■ Task item ■
Go through the following data and transcribe exactly the stretch of lines from the one holding "keeps sending requests" to the one holding "impl From<Args> for", both included.

■ Record excerpts ■
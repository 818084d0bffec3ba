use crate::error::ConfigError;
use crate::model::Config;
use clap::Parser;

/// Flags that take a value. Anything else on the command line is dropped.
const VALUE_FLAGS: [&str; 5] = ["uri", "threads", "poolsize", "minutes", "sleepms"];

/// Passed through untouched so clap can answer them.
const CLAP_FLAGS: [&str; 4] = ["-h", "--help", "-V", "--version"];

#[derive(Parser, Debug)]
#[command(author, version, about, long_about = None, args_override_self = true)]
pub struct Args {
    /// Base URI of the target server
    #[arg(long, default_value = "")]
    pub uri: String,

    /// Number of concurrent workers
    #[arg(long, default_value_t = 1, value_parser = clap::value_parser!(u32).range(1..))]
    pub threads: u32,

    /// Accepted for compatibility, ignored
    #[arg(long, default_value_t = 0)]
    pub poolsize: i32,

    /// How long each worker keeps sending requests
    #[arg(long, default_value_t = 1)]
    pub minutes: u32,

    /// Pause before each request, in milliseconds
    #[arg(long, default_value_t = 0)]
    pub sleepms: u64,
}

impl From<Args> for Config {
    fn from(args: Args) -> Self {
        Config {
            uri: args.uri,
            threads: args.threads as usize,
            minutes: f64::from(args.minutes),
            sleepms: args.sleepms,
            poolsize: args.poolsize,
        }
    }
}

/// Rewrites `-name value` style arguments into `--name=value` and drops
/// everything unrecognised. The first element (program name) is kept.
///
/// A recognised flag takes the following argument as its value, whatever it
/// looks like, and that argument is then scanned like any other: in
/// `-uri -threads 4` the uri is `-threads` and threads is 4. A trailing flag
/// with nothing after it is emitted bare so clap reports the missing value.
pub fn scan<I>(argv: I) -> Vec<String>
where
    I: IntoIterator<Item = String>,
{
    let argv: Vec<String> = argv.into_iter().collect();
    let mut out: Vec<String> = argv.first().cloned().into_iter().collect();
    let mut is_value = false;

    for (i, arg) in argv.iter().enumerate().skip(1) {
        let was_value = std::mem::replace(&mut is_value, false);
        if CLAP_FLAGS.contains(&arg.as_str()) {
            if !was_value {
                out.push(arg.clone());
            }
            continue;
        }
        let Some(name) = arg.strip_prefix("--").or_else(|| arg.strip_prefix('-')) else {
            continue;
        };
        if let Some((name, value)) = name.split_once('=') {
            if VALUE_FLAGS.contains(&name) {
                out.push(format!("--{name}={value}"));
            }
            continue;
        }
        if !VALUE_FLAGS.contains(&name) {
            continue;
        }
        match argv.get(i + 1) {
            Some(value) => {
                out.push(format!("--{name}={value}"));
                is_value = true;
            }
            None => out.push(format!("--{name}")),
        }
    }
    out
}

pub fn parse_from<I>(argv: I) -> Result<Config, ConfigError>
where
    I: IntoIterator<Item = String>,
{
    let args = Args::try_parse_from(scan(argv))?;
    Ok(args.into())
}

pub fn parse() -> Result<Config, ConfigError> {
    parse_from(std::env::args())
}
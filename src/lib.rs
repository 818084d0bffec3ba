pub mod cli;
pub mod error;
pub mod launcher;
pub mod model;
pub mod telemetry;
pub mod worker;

■ Exercise output ■
    /// How long each worker keeps sending requests
    #[arg(long, default_value_t = 1)]
    pub minutes: u32,

    /// Pause before each request, in milliseconds
    #[arg(long, default_value_t = 0)]
    pub sleepms: u64,
}

impl From<Args> for Config {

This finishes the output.